On the conference side of things, major events were the Domitor conference, Beyond the Screen: Institutions, Networks and Publics of Early Cinema, held in Toronto in June; the Sixth International Women and Film History Conference, held in Bologna also in June; and Charlie in the Heartland: An International Charlie Chaplin Conference, held in Zanesville, Ohio in October.

It wasn’t a great year for silent films on British TV (when is it ever?), but the eccentric Paul Merton’s Weird and Wonderful World of Early Cinema at least generated a lot of debate, while in the US sound pioneer Eugene Lauste was the subject of PBS’s History Detectives. Paul Merton was also involved in an unfortunate spat with the Slapstick festival in Bristol in January over who did or did not invite Merton to headline the festival.

The art of the silent film carried on into today with the feature film Louis (about Louis Armstrong’s childhood), and the silent documentary feature How I Filmed the War. Of the various online modern silent shorts featured over the year, the Bioscope’s favourite was Aardman Animation’s microscopic stop-frame animation film Dot.

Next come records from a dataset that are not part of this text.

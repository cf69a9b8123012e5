use super::{
    translator::unexpected, ArgType, ConstraintKind, TranslationError, TranslationResult,
    Translator,
};
use crate::{
    ecnf::{BodyKind, ComparisonOperand, ComparisonOperator, Literal, Variable},
    fzn::{Constraint, Expression},
};
use log::debug;
use std::{str::FromStr, vec::IntoIter};

const DEFINITION_ANNOTATION: &str = "inductivelydefined";

/// A constraint argument, resolved according to its [`ArgType`].
#[derive(Debug, Clone, PartialEq)]
enum Argument {
    Bool(Literal),
    Int(Variable),
    ParInt(i64),
    BoolArray(Vec<Literal>),
    IntArray(Vec<Variable>),
    ParIntArray(Vec<i64>),
}

impl Argument {
    fn type_name(&self) -> &'static str {
        match self {
            Argument::Bool(_) => "Boolean",
            Argument::Int(_) => "integer",
            Argument::ParInt(_) => "integer parameter",
            Argument::BoolArray(_) => "array of Booleans",
            Argument::IntArray(_) => "array of integers",
            Argument::ParIntArray(_) => "array of integer parameters",
        }
    }
}

/// The resolved arguments of a call, consumed in call order by the encodings.
struct Arguments<'a> {
    predicate: &'a str,
    total: usize,
    values: IntoIter<Argument>,
}

macro_rules! take_argument {
    ($fn_name: ident, $variant: ident, $t: ty, $expected: expr) => {
        fn $fn_name(&mut self) -> TranslationResult<$t> {
            match self.values.next() {
                Some(Argument::$variant(v)) => Ok(v),
                Some(other) => Err(TranslationError::UnexpectedExpressionType {
                    expected: $expected,
                    found: format!("{} argument of {}", other.type_name(), self.predicate),
                }),
                None => Err(TranslationError::ArgumentCountMismatch {
                    context: self.predicate.to_string(),
                    expected: self.total + 1,
                    found: self.total,
                }),
            }
        }
    };
}

impl<'a> Arguments<'a> {
    fn new(predicate: &'a str, values: Vec<Argument>) -> Self {
        Self {
            predicate,
            total: values.len(),
            values: values.into_iter(),
        }
    }

    take_argument!(bool, Bool, Literal, "Boolean argument");
    take_argument!(int, Int, Variable, "integer argument");
    take_argument!(par_int, ParInt, i64, "integer parameter argument");
    take_argument!(bool_array, BoolArray, Vec<Literal>, "array of Booleans argument");
    take_argument!(int_array, IntArray, Vec<Variable>, "array of integers argument");
    take_argument!(
        par_int_array,
        ParIntArray,
        Vec<i64>,
        "array of integer parameters argument"
    );

    fn optional_bool(&mut self) -> TranslationResult<Option<Literal>> {
        if self.values.len() == 0 {
            return Ok(None);
        }
        self.bool().map(Some)
    }
}

impl Translator {
    /// Translates a constraint.
    ///
    /// The predicate name must be one of the supported [`ConstraintKind`]s,
    /// and the arguments must match its [signature](ConstraintKind::signature):
    /// each argument is resolved according to its [`ArgType`], in the order they appear in the call.
    ///
    /// If the constraint carries the `inductivelydefined` annotation and its encoding ends with an equivalence,
    /// this equivalence is written as a rule of an inductive definition instead.
    /// When the annotation is repeated, the last one gives the definition id.
    pub fn add_constraint(&mut self, constraint: &Constraint) -> TranslationResult<()> {
        let name = constraint.call.name.as_str();
        debug!("adding constraint {}", name);
        let kind = ConstraintKind::from_str(name)
            .map_err(|_| TranslationError::UnsupportedConstraint(name.to_string()))?;
        if !kind.is_supported() {
            return Err(TranslationError::UnsupportedConstraint(name.to_string()));
        }
        let signature = kind.signature();
        let call_args = &constraint.call.arguments;
        if call_args.len() != signature.len() {
            return Err(TranslationError::ArgumentCountMismatch {
                context: name.to_string(),
                expected: signature.len(),
                found: call_args.len(),
            });
        }
        let definition = if kind.has_definable_head() {
            self.definition_id(&constraint.annotations)?
        } else {
            None
        };
        let resolved = signature
            .iter()
            .zip(call_args.iter())
            .map(|(arg_type, expr)| self.resolve_argument(*arg_type, expr))
            .collect::<TranslationResult<Vec<_>>>()?;
        let mut args = Arguments::new(name, resolved);
        match kind {
            ConstraintKind::ArrayBoolAnd | ConstraintKind::ArrayBoolOr => {
                let body = args.bool_array()?;
                let r = args.bool()?;
                let body_kind = if kind == ConstraintKind::ArrayBoolAnd {
                    BodyKind::Conjunction
                } else {
                    BodyKind::Disjunction
                };
                self.add_head(r, &body, body_kind, definition);
            }
            ConstraintKind::Bool2Int => {
                let a = args.bool()?;
                let i = args.int()?;
                self.theory.add_binary_comparison(
                    a,
                    i,
                    ComparisonOperator::Eq,
                    ComparisonOperand::Constant(1),
                );
            }
            ConstraintKind::BoolAnd => {
                let (a, b, r) = (args.bool()?, args.bool()?, args.bool()?);
                self.add_head(r, &[a, b], BodyKind::Conjunction, definition);
            }
            ConstraintKind::BoolClause => {
                let mut literals = args.bool_array()?;
                let negatives = args.bool_array()?;
                literals.extend(negatives.into_iter().map(Literal::negate));
                self.theory.add_clause(&literals);
            }
            ConstraintKind::BoolEq => {
                let (a, b) = (args.bool()?, args.bool()?);
                self.add_head(a, &[b], BodyKind::Conjunction, definition);
            }
            ConstraintKind::BoolEqReif => {
                let (a, b, r) = (args.bool()?, args.bool()?, args.bool()?);
                let both = self.ids.fresh_id().positive();
                self.theory
                    .add_equivalence(both, &[a, b], BodyKind::Conjunction);
                let none = self.ids.fresh_id().positive();
                self.theory
                    .add_equivalence(none, &[a.negate(), b.negate()], BodyKind::Conjunction);
                self.add_head(r, &[both, none], BodyKind::Disjunction, definition);
            }
            ConstraintKind::BoolLe => {
                let (a, b) = (args.bool()?, args.bool()?);
                self.theory.add_clause(&[a.negate(), b]);
            }
            ConstraintKind::BoolLeReif => {
                let (a, b, r) = (args.bool()?, args.bool()?, args.bool()?);
                self.add_head(r, &[a.negate(), b], BodyKind::Disjunction, definition);
            }
            ConstraintKind::BoolLt => {
                let (a, b) = (args.bool()?, args.bool()?);
                self.theory.add_clause(&[a.negate()]);
                self.theory.add_clause(&[b]);
            }
            ConstraintKind::BoolLtReif => {
                let (a, b, r) = (args.bool()?, args.bool()?, args.bool()?);
                self.add_head(r, &[a.negate(), b], BodyKind::Conjunction, definition);
            }
            ConstraintKind::BoolNot => {
                let (a, b) = (args.bool()?, args.bool()?);
                self.add_head(b, &[a.negate()], BodyKind::Conjunction, definition);
            }
            ConstraintKind::BoolOr => {
                let (a, b, r) = (args.bool()?, args.bool()?, args.bool()?);
                self.add_head(r, &[a, b], BodyKind::Disjunction, definition);
            }
            ConstraintKind::BoolXor => {
                let (a, b, r) = (args.bool()?, args.bool()?, args.bool()?);
                let only_b = self.ids.fresh_id().positive();
                self.theory
                    .add_equivalence(only_b, &[a.negate(), b], BodyKind::Conjunction);
                let only_a = self.ids.fresh_id().positive();
                self.theory
                    .add_equivalence(only_a, &[a, b.negate()], BodyKind::Conjunction);
                self.add_head(r, &[only_b, only_a], BodyKind::Disjunction, definition);
            }
            ConstraintKind::IntEq | ConstraintKind::IntEqReif => {
                self.add_int_comparison(&mut args, ComparisonOperator::Eq)?
            }
            ConstraintKind::IntLe | ConstraintKind::IntLeReif => {
                self.add_int_comparison(&mut args, ComparisonOperator::Le)?
            }
            ConstraintKind::IntLt | ConstraintKind::IntLtReif => {
                self.add_int_comparison(&mut args, ComparisonOperator::Lt)?
            }
            ConstraintKind::IntNe | ConstraintKind::IntNeReif => {
                self.add_int_comparison(&mut args, ComparisonOperator::Ne)?
            }
            ConstraintKind::IntLinEq | ConstraintKind::IntLinEqReif => {
                self.add_linear(&mut args, ComparisonOperator::Eq)?
            }
            ConstraintKind::IntLinLe | ConstraintKind::IntLinLeReif => {
                self.add_linear(&mut args, ComparisonOperator::Le)?
            }
            ConstraintKind::IntLinNe | ConstraintKind::IntLinNeReif => {
                self.add_linear(&mut args, ComparisonOperator::Ne)?
            }
            ConstraintKind::IntPlus => {
                let (a, b, c) = (args.int()?, args.int()?, args.int()?);
                let t = self.theory.unit_true(&mut self.ids);
                self.theory
                    .add_weighted_sum(t, &[a, b, c], &[1, 1, -1], ComparisonOperator::Eq, 0);
            }
            ConstraintKind::IntAbs
            | ConstraintKind::IntDiv
            | ConstraintKind::IntMax
            | ConstraintKind::IntMin
            | ConstraintKind::IntMod
            | ConstraintKind::IntTimes => {
                return Err(TranslationError::UnsupportedConstraint(name.to_string()))
            }
        }
        Ok(())
    }

    fn resolve_argument(
        &mut self,
        arg_type: ArgType,
        expr: &Expression,
    ) -> TranslationResult<Argument> {
        Ok(match arg_type {
            ArgType::Bool => Argument::Bool(self.resolve_bool(expr)?),
            ArgType::Int => Argument::Int(self.resolve_int(expr)?),
            ArgType::ParInt => Argument::ParInt(self.resolve_int_parameter(expr)?),
            ArgType::BoolArray => Argument::BoolArray(self.resolve_bool_array(expr)?),
            ArgType::IntArray => Argument::IntArray(self.resolve_int_array(expr)?),
            ArgType::ParIntArray => Argument::ParIntArray(self.resolve_int_parameter_array(expr)?),
        })
    }

    fn definition_id(&self, annotations: &[Expression]) -> TranslationResult<Option<i64>> {
        let annotation = annotations.iter().rev().find_map(|a| match a {
            Expression::Ident(ident) if ident.name == DEFINITION_ANNOTATION => Some(ident),
            _ => None,
        });
        match annotation.map(|ident| ident.arguments.as_slice()) {
            None => Ok(None),
            Some([]) => Ok(Some(self.options.default_definition_id)),
            Some([Expression::Int(i)]) => Ok(Some(*i)),
            Some([e]) => Err(unexpected("definition id", e)),
            Some(args) => Err(TranslationError::ArgumentCountMismatch {
                context: DEFINITION_ANNOTATION.to_string(),
                expected: 1,
                found: args.len(),
            }),
        }
    }

    fn add_head(
        &mut self,
        head: Literal,
        body: &[Literal],
        kind: BodyKind,
        definition: Option<i64>,
    ) {
        match definition {
            Some(id) => self.theory.add_rule(head, body, kind, id),
            None => self.theory.add_equivalence(head, body, kind),
        }
    }

    fn add_int_comparison(
        &mut self,
        args: &mut Arguments,
        operator: ComparisonOperator,
    ) -> TranslationResult<()> {
        let a = args.int()?;
        let b = args.int()?;
        let control = match args.optional_bool()? {
            Some(r) => r,
            None => self.theory.unit_true(&mut self.ids),
        };
        self.theory
            .add_binary_comparison(control, a, operator, ComparisonOperand::Variable(b));
        Ok(())
    }

    fn add_linear(
        &mut self,
        args: &mut Arguments,
        operator: ComparisonOperator,
    ) -> TranslationResult<()> {
        let weights = args.par_int_array()?;
        let variables = args.int_array()?;
        if weights.len() != variables.len() {
            return Err(TranslationError::ArgumentCountMismatch {
                context: format!("{} variables", args.predicate),
                expected: weights.len(),
                found: variables.len(),
            });
        }
        let constant = args.par_int()?;
        let control = match args.optional_bool()? {
            Some(r) => r,
            None => self.theory.unit_true(&mut self.ids),
        };
        self.theory
            .add_weighted_sum(control, &variables, &weights, operator, constant);
        Ok(())
    }
}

Charlie Chaplin contemplates the sad collapse of Southeastern railways, after just a few flakes of snow, from The Gold Rush

What else happened? Oscar Micheaux made it onto a stamp. We marked the centenary of the British newsreel in June. In October Louise Brooks’ journals were opened by George Eastman House, after twenty-five years under lock and key. Lobster Films discovered that it is possible to view some Georges Méliès films in 3D.

And, finally, there have been a few favourite Bioscope posts (i.e. favourites of mine) that I’ll give you the opportunity to visit again: a survey of lost films; an exhaustively researched three-part post on Alfred Dreyfus and film; the history of the first Japanese dramatic film told through a postcard; and Derek Mahon’s poetic tribute to Robert Flaherty.

It’s been quite a year, but what I haven’t covered here is books, largely because the Bioscope has been a bit neglectful when it comes to noting new publications. So that can be the subject of another post, timed for when you’ll be looking for just the right thing on which to spend those Christmas book tokens. Just as soon as we can clear the snow from our front doors.

And one more snowy silent – Abel Gance’s Napoléon recreates the current scene outside Rochester castle, from http://annhardingstreasures.blogspot.com

5 responses

  1. Pingback: The Silent London End of Year Poll « Silent London

  2. Just an update on the Chaplin at Keystone boxset; the set has now been released by the BFI and far cheaper than the Flicker Alley release. Some of us were able to it for about £14!!! And may I say what a great collection it is.

    Another highlight for me this year (blowing my own trumpet I know) was the release of the BBC Four doc series, Rude Britannia. If was my first ever chance to get some early mutoscope footage onto British television (and dare I say it) some rather rude early photographs as well. There’s never enough time to screen some rudeness on BBC Four!! But for those few moments, we were able to.

    Thanks for all the updates and news stories for this year!! I’m happy to say The Bioscope is most certainly one of the key Silent Film websites around!! Many thanks once again!! Hope you have a great Christmas!!